Çünkü akılsız gibi, bilge de uzun süre anılmaz, Gelecekte ikisi de unutulur. Nitekim bilge de akılsız gibi ölür!
17 And therfor it anoiede me of my lijf, seynge that alle thingis vndur sunne ben yuele, and that alle thingis ben vanyte and turment of the spirit.
Böylece hayattan nefret ettim. Çünkü güneşin altında yapılan iş çetindi bence. Her şey boş ve rüzgarı kovalamaya kalkışmakmış.
18 Eft Y curside al my bisynesse, bi which Y trauelide moost studiousli vndur sunne, and Y schal haue an eir after me,
Güneşin altında harcadığım bütün emekten nefret ettim. Çünkü her şeyi benden sonra gelecek olana bırakmak zorundayım.
19 whom Y knowe not, whether he schal be wijs ether a fool; and he schal be lord in my trauels, for whiche Y swatte greetli, and was bisi; and is ony thing so veyn?
Kim bilir, bilge mi olacak, akılsız mı? Güneşin altında bilgeliğimi kullanarak harcadığım bütün emek üzerinde saltanat sürecek. Bu da boş.
20 Wherfor Y ceesside, and myn herte forsook for to trauele ferthere vnder sunne.
Bu yüzden güneşin altında harcadığım onca emeğe üzülmeye başladım.
21 For whi whanne another man trauelith in wisdom, and techyng, and bisynesse, he leeueth thingis getun to an idel man; and therfor this is vanyte, and greet yuel.
Çünkü biri bilgelik, bilgi ve beceriyle çalışır, sonunda her şeyini hiç emek vermemiş başka birine bırakmak zorunda kalır. Bu da boş ve büyük bir hüsrandır.
22 For whi what schal it profite to a man of al his trauel, and turment of spirit, bi which he was turmentid vndur sunne?
Çünkü ne kazancı var adamın, güneşin altında harcadığı bunca emekten, bunca kafa yormaktan?
23 Alle hise daies ben ful of sorewis and meschefs, and bi nyyt he restith not in soule; and whether this is not vanyte?
Günler boyunca çektiği zahmet acı ve dert doğurur. Gece bile içi rahat etmez. Bu da boş.
24 Whether it is not betere to ete and drynke, and to schewe to hise soule goodis of hise trauels? and this thing is of the hond of God.
İnsan için yemekten, içmekten ve yaptığı işten zevk almaktan daha iyi bir şey yoktur. Gördüm ki, bu da Tanrı'dandır.
25 Who schal deuoure so, and schal flowe in delicis, as Y dide?

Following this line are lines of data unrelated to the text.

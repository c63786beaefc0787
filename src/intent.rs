//! Intent detection for user utterances.
//!
//! A flat catalogue of named regex rules, evaluated independently: one
//! utterance can match many intents at once ("I'm stressed because of work"
//! matches `feeling_stressed`, `because`, and `work_stress` together). The
//! catalogue is pure data — priority between co-occurring intents is decided
//! by the response rule cascade, never here.

use regex::Regex;
use serde::{Deserialize, Serialize};

use crate::error::IntentError;

/// A conversational-purpose label detected from utterance text.
///
/// Labels are non-exclusive: detection returns every matching label, or
/// `General` when nothing matches.
#[derive(Debug, Clone, Copy, PartialEq, Eq, PartialOrd, Ord, Hash, Serialize, Deserialize)]
#[serde(rename_all = "snake_case")]
pub enum Intent {
    Greeting,
    FeelingSad,
    FeelingDepressed,
    FeelingAnxious,
    FeelingStressed,
    FeelingLonely,
    FeelingAngry,
    Crying,
    Hurt,
    FeelingHopeless,
    LowMood,
    FeelingHappy,
    FeelingGood,
    FeelingExcited,
    FeelingGrateful,
    RelationshipProblems,
    FamilyProblems,
    FriendshipProblems,
    Bullying,
    WorkStress,
    ExamStress,
    MoneyProblems,
    HealthProblems,
    SelfEsteem,
    Because,
    SomeoneHurt,
    Failure,
    Rejection,
    Loss,
    Thanks,
    Yes,
    No,
    Help,
    Goodbye,
    /// Fallback label when no pattern matches.
    General,
}

impl Intent {
    /// Stable snake_case label, matching the wire/log representation.
    pub fn label(&self) -> &'static str {
        match self {
            Self::Greeting => "greeting",
            Self::FeelingSad => "feeling_sad",
            Self::FeelingDepressed => "feeling_depressed",
            Self::FeelingAnxious => "feeling_anxious",
            Self::FeelingStressed => "feeling_stressed",
            Self::FeelingLonely => "feeling_lonely",
            Self::FeelingAngry => "feeling_angry",
            Self::Crying => "crying",
            Self::Hurt => "hurt",
            Self::FeelingHopeless => "feeling_hopeless",
            Self::LowMood => "low_mood",
            Self::FeelingHappy => "feeling_happy",
            Self::FeelingGood => "feeling_good",
            Self::FeelingExcited => "feeling_excited",
            Self::FeelingGrateful => "feeling_grateful",
            Self::RelationshipProblems => "relationship_problems",
            Self::FamilyProblems => "family_problems",
            Self::FriendshipProblems => "friendship_problems",
            Self::Bullying => "bullying",
            Self::WorkStress => "work_stress",
            Self::ExamStress => "exam_stress",
            Self::MoneyProblems => "money_problems",
            Self::HealthProblems => "health_problems",
            Self::SelfEsteem => "self_esteem",
            Self::Because => "because",
            Self::SomeoneHurt => "someone_hurt",
            Self::Failure => "failure",
            Self::Rejection => "rejection",
            Self::Loss => "loss",
            Self::Thanks => "thanks",
            Self::Yes => "yes",
            Self::No => "no",
            Self::Help => "help",
            Self::Goodbye => "goodbye",
            Self::General => "general",
        }
    }
}

impl std::fmt::Display for Intent {
    fn fmt(&self, f: &mut std::fmt::Formatter<'_>) -> std::fmt::Result {
        f.write_str(self.label())
    }
}

/// The pattern table: one whole-word regex per detectable intent.
///
/// Patterns are searched over the lowercased utterance, so they are written
/// in lowercase. `Intent::General` carries no pattern — it is the fallback.
pub const PATTERNS: &[(Intent, &str)] = &[
    // Greetings
    (
        Intent::Greeting,
        r"\b(hello|hi|hey|hii|hiii|hy|hyy|hola|namaste|good morning|good afternoon|good evening|greetings|whats up|sup|yo)\b",
    ),
    // Emotional states: negative
    (
        Intent::FeelingSad,
        r"\b(sad|sadness|feeling sad|feel sad|im sad|i am sad)\b",
    ),
    (
        Intent::FeelingDepressed,
        r"\b(depressed|depression|feeling depressed|feel depressed)\b",
    ),
    (
        Intent::FeelingAnxious,
        r"\b(anxious|anxiety|worried|worry|nervous|panic|scared|afraid|fear)\b",
    ),
    (
        Intent::FeelingStressed,
        r"\b(stressed|stress|pressure|overwhelmed|overworked|burnout|burnt out)\b",
    ),
    (
        Intent::FeelingLonely,
        r"\b(lonely|alone|isolated|no one|nobody)\b",
    ),
    (
        Intent::FeelingAngry,
        r"\b(angry|mad|furious|frustrated|irritated|annoyed)\b",
    ),
    (Intent::Crying, r"\b(crying|cry|tears|weeping|sobbing)\b"),
    (Intent::Hurt, r"\b(hurt|pain|painful|hurting|wounded)\b"),
    (
        Intent::FeelingHopeless,
        r"\b(hopeless|helpless|worthless|useless|pointless)\b",
    ),
    (
        Intent::LowMood,
        r"\b(low mood|feeling down|feeling low|down|low|unmotivated|no energy)\b",
    ),
    // Emotional states: positive
    (
        Intent::FeelingHappy,
        r"\b(happy|happiness|feeling happy|feel happy|joyful|joy)\b",
    ),
    (
        Intent::FeelingGood,
        r"\b(good|great|amazing|wonderful|fantastic|excellent|awesome|fine|better)\b",
    ),
    (
        Intent::FeelingExcited,
        r"\b(excited|excitement|energetic|motivated|pumped)\b",
    ),
    (
        Intent::FeelingGrateful,
        r"\b(grateful|thankful|blessed|appreciate)\b",
    ),
    // Specific problems
    (
        Intent::RelationshipProblems,
        r"\b(relationship|boyfriend|girlfriend|partner|spouse|husband|wife|breakup|broke up|break up|divorce|cheating|cheated|fight|fought|argument|love problem)\b",
    ),
    (
        Intent::FamilyProblems,
        r"\b(family|parents|mother|father|mom|dad|sister|brother|sibling|family issue|family problem|family fight)\b",
    ),
    (
        Intent::FriendshipProblems,
        r"\b(friend|friends|friendship|best friend|friends hurt|friends ignore|friends left|friend problem)\b",
    ),
    (
        Intent::Bullying,
        r"\b(bully|bullying|bullied|harass|harassment|teasing|mocking|make fun)\b",
    ),
    (
        Intent::WorkStress,
        r"\b(work|job|office|workplace|boss|manager|colleague|coworker|workload|deadline|overtime|project|career)\b",
    ),
    (
        Intent::ExamStress,
        r"\b(exam|test|exams|tests|studying|study|grade|grades|marks|result|results|academic|school|college|university|assignment|homework)\b",
    ),
    (
        Intent::MoneyProblems,
        r"\b(money|financial|finances|debt|broke|bills|salary|pay|loan|expenses|poor)\b",
    ),
    (
        Intent::HealthProblems,
        r"\b(health|sick|illness|disease|pain|ache|medical|doctor|hospital|unwell)\b",
    ),
    (
        Intent::SelfEsteem,
        r"\b(ugly|fat|stupid|dumb|worthless|useless|hate myself|self esteem|confidence|insecure|not good enough)\b",
    ),
    // Reasons and explanations
    (
        Intent::Because,
        r"\b(because|cause|reason|due to|since|as)\b",
    ),
    (
        Intent::SomeoneHurt,
        r"\b(hurt me|hurting me|betrayed|betray|let me down|disappointed|ignore|ignored|left me|abandoned)\b",
    ),
    (
        Intent::Failure,
        r"\b(fail|failed|failure|mess|messed up|mistake|screwed up|lost)\b",
    ),
    (
        Intent::Rejection,
        r"\b(reject|rejected|rejection|turned down|said no|denied)\b",
    ),
    (
        Intent::Loss,
        r"\b(lost|loss|death|died|passed away|gone|miss)\b",
    ),
    // Conversational responses
    (
        Intent::Thanks,
        r"\b(thank|thanks|thx|thankyou|thank you|appreciate|grateful)\b",
    ),
    (Intent::Yes, r"\b(yes|yeah|yep|yup|sure|okay|ok|fine|alright)\b"),
    (Intent::No, r"\b(no|nope|nah|not really)\b"),
    (
        Intent::Help,
        r"\b(help|support|advice|suggest|recommend|what should|what can|guide)\b",
    ),
    (
        Intent::Goodbye,
        r"\b(bye|goodbye|see you|gtg|gotta go|have to go|talk later|later)\b",
    ),
];

/// The set of intents detected in one utterance.
///
/// Preserves catalogue order; never empty (`General` stands in when no
/// pattern matched).
#[derive(Debug, Clone, PartialEq, Eq, Serialize)]
pub struct IntentSet(Vec<Intent>);

impl IntentSet {
    /// Build from detected labels; substitutes `General` when empty.
    pub fn from_detected(detected: Vec<Intent>) -> Self {
        if detected.is_empty() {
            Self(vec![Intent::General])
        } else {
            Self(detected)
        }
    }

    /// Whether the given intent was detected.
    pub fn contains(&self, intent: Intent) -> bool {
        self.0.contains(&intent)
    }

    /// Whether any of the given intents was detected.
    pub fn contains_any(&self, intents: &[Intent]) -> bool {
        intents.iter().any(|i| self.contains(*i))
    }

    /// Detected intents in catalogue order.
    pub fn iter(&self) -> impl Iterator<Item = Intent> + '_ {
        self.0.iter().copied()
    }

    /// Number of detected intents.
    pub fn len(&self) -> usize {
        self.0.len()
    }

    /// Always false in practice — detection substitutes `General`.
    pub fn is_empty(&self) -> bool {
        self.0.is_empty()
    }

    /// Snake_case labels, for logs and the CLI.
    pub fn labels(&self) -> Vec<&'static str> {
        self.0.iter().map(|i| i.label()).collect()
    }
}

/// Compiled intent catalogue.
///
/// Compiles every pattern once at engine startup; a pattern that fails to
/// compile is a startup diagnostic, never a runtime surprise.
pub struct IntentCatalogue {
    rules: Vec<(Intent, Regex)>,
}

impl IntentCatalogue {
    /// Compile the full pattern table.
    pub fn new() -> Result<Self, IntentError> {
        let mut rules = Vec::with_capacity(PATTERNS.len());
        for (intent, pattern) in PATTERNS {
            let regex = Regex::new(pattern).map_err(|e| IntentError::InvalidPattern {
                intent: intent.label(),
                message: e.to_string(),
            })?;
            rules.push((*intent, regex));
        }
        Ok(Self { rules })
    }

    /// Detect every matching intent in the utterance.
    ///
    /// All rules are evaluated — no short-circuiting — so overlapping
    /// matches are returned together. Matching is case-insensitive via
    /// lowercasing, with word-boundary anchoring from the patterns.
    pub fn detect(&self, utterance: &str) -> IntentSet {
        let lower = utterance.to_lowercase();
        let detected = self
            .rules
            .iter()
            .filter(|(_, regex)| regex.is_match(&lower))
            .map(|(intent, _)| *intent)
            .collect();
        IntentSet::from_detected(detected)
    }

    /// The pattern table as (label, pattern) pairs, for the CLI listing.
    pub fn rules(&self) -> impl Iterator<Item = (Intent, &str)> + '_ {
        self.rules.iter().map(|(i, r)| (*i, r.as_str()))
    }
}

O'nsuz kim yiyebilir, kim zevk alabilir?
26 God yaf wisdom, and kunnyng, and gladnesse to a good man in his siyt; but he yaf turment, and superflu bisynesse to a synnere, that he encreesse, and gadere togidere, and yyue to hym that plesith God; but also this is vanyte, and veyn bisynesse of soule.
Çünkü Tanrı bilgiyi, bilgeliği, sevinci hoşnut kaldığı insana verir. Günahkâra ise, yığma, biriktirme zahmeti verir; biriktirdiklerini Tanrı'nın hoşnut kaldığı insanlara bıraksın diye. Bu da boş ve rüzgarı kovalamaya kalkışmakmış.